Data records:
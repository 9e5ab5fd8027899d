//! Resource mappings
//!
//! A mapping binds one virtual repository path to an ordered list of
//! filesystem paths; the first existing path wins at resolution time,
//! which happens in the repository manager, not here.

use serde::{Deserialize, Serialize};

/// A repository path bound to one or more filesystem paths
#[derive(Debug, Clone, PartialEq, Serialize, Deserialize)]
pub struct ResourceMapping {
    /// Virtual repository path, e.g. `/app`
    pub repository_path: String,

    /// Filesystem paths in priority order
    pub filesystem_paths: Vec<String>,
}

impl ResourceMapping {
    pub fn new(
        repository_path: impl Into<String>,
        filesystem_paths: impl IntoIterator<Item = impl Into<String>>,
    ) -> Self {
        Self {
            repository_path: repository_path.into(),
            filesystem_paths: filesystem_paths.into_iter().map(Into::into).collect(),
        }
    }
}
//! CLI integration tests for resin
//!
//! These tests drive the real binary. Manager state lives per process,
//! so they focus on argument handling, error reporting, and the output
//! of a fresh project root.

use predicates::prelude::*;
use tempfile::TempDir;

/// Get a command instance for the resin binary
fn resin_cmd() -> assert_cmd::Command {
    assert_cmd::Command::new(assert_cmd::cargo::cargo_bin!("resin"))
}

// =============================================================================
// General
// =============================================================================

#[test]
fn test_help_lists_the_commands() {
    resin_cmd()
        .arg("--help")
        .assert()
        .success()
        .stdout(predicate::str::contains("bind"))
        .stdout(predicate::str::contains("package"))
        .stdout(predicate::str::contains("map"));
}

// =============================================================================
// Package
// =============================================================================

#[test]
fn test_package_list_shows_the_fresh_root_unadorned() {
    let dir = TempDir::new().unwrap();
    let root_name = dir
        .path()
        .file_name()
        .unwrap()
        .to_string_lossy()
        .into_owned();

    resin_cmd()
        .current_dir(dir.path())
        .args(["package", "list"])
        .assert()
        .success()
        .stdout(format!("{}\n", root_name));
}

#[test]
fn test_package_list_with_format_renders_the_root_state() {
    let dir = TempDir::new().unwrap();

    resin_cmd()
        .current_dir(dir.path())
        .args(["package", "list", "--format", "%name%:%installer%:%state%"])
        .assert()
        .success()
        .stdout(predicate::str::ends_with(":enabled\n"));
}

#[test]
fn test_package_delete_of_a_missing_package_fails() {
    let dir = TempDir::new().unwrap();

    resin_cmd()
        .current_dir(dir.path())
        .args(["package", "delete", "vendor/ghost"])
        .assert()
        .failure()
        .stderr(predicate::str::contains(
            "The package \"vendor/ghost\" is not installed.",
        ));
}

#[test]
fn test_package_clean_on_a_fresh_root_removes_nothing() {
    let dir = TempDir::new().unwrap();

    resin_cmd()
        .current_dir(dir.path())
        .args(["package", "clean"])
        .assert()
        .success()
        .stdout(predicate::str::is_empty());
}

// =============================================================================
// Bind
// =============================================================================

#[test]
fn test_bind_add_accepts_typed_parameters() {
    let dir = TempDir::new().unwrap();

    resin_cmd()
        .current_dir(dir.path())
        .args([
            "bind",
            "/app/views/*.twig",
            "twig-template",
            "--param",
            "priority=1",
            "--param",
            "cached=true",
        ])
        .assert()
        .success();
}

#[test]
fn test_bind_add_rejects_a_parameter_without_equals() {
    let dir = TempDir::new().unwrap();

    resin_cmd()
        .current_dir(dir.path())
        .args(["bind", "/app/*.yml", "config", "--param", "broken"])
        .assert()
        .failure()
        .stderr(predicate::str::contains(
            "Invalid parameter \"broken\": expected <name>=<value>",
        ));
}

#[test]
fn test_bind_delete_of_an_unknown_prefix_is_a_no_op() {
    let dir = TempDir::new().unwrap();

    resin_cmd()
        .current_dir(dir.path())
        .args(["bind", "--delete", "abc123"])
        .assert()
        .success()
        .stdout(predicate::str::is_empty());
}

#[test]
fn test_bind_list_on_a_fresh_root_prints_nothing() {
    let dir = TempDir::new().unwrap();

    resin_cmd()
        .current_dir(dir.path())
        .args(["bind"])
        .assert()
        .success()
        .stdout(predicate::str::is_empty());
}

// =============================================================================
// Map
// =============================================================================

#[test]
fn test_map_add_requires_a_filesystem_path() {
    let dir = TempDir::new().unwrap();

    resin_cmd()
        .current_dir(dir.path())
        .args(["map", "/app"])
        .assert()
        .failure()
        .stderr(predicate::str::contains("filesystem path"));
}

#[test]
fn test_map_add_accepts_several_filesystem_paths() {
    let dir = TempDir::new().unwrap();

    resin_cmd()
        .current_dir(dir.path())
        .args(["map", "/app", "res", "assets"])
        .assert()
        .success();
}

Work instruction: In your response, give all the records again with nothing altered.

Result:
repository 9e5ab5fd8027899d
//! Resource mappings
//!
//! A mapping binds one virtual repository path to an ordered list of
//! filesystem paths; the first existing path wins at resolution time,
//! which happens in the repository manager, not here.

use serde::{Deserialize, Serialize};

/// A repository path bound to one or more filesystem paths
#[derive(Debug, Clone, PartialEq, Serialize, Deserialize)]
pub struct ResourceMapping {
    /// Virtual repository path, e.g. `/app`
    pub repository_path: String,

    /// Filesystem paths in priority order
    pub filesystem_paths: Vec<String>,
}

impl ResourceMapping {
    pub fn new(
        repository_path: impl Into<String>,
        filesystem_paths: impl IntoIterator<Item = impl Into<String>>,
    ) -> Self {
        Self {
            repository_path: repository_path.into(),
            filesystem_paths: filesystem_paths.into_iter().map(Into::into).collect(),
        }
    }
}
//! CLI integration tests for resin
//!
//! These tests drive the real binary. Manager state lives per process,
//! so they focus on argument handling, error reporting, and the output
//! of a fresh project root.

use predicates::prelude::*;
use tempfile::TempDir;

/// Get a command instance for the resin binary
fn resin_cmd() -> assert_cmd::Command {
    assert_cmd::Command::new(assert_cmd::cargo::cargo_bin!("resin"))
}

// =============================================================================
// General
// =============================================================================

#[test]
fn test_help_lists_the_commands() {
    resin_cmd()
        .arg("--help")
        .assert()
        .success()
        .stdout(predicate::str::contains("bind"))
        .stdout(predicate::str::contains("package"))
        .stdout(predicate::str::contains("map"));
}

// =============================================================================
// Package
// =============================================================================

#[test]
fn test_package_list_shows_the_fresh_root_unadorned() {
    let dir = TempDir::new().unwrap();
    let root_name = dir
        .path()
        .file_name()
        .unwrap()
        .to_string_lossy()
        .into_owned();

    resin_cmd()
        .current_dir(dir.path())
        .args(["package", "list"])
        .assert()
        .success()
        .stdout(format!("{}\n", root_name));
}

#[test]
fn test_package_list_with_format_renders_the_root_state() {
    let dir = TempDir::new().unwrap();

    resin_cmd()
        .current_dir(dir.path())
        .args(["package", "list", "--format", "%name%:%installer%:%state%"])
        .assert()
        .success()
        .stdout(predicate::str::ends_with(":enabled\n"));
}

#[test]
fn test_package_delete_of_a_missing_package_fails() {
    let dir = TempDir::new().unwrap();

    resin_cmd()
        .current_dir(dir.path())
        .args(["package", "delete", "vendor/ghost"])
        .assert()
        .failure()
        .stderr(predicate::str::contains(
            "The package \"vendor/ghost\" is not installed.",
        ));
}

#[test]
fn test_package_clean_on_a_fresh_root_removes_nothing() {
    let dir = TempDir::new().unwrap();

    resin_cmd()
        .current_dir(dir.path())
        .args(["package", "clean"])
        .assert()
        .success()
        .stdout(predicate::str::is_empty());
}

// =============================================================================
// Bind
// =============================================================================

#[test]
fn test_bind_add_accepts_typed_parameters() {
    let dir = TempDir::new().unwrap();

    resin_cmd()
        .current_dir(dir.path())
        .args([
            "bind",
            "/app/views/*.twig",
            "twig-template",
            "--param",
            "priority=1",
            "--param",
            "cached=true",
        ])
        .assert()
        .success();
}

#[test]
fn test_bind_add_rejects_a_parameter_without_equals() {
    let dir = TempDir::new().unwrap();

    resin_cmd()
        .current_dir(dir.path())
        .args(["bind", "/app/*.yml", "config", "--param", "broken"])
        .assert()
        .failure()
        .stderr(predicate::str::contains(
            "Invalid parameter \"broken\": expected <name>=<value>",
        ));
}

#[test]
fn test_bind_delete_of_an_unknown_prefix_is_a_no_op() {
    let dir = TempDir::new().unwrap();

    resin_cmd()
        .current_dir(dir.path())
        .args(["bind", "--delete", "abc123"])
        .assert()
        .success()
        .stdout(predicate::str::is_empty());
}

#[test]
fn test_bind_list_on_a_fresh_root_prints_nothing() {
    let dir = TempDir::new().unwrap();

    resin_cmd()
        .current_dir(dir.path())
        .args(["bind"])
        .assert()
        .success()
        .stdout(predicate::str::is_empty());
}

// =============================================================================
// Map
// =============================================================================

#[test]
fn test_map_add_requires_a_filesystem_path() {
    let dir = TempDir::new().unwrap();

    resin_cmd()
        .current_dir(dir.path())
        .args(["map", "/app"])
        .assert()
        .failure()
        .stderr(predicate::str::contains("filesystem path"));
}

#[test]
fn test_map_add_accepts_several_filesystem_paths() {
    let dir = TempDir::new().unwrap();

    resin_cmd()
        .current_dir(dir.path())
        .args(["map", "/app", "res", "assets"])
        .assert()
        .success();
}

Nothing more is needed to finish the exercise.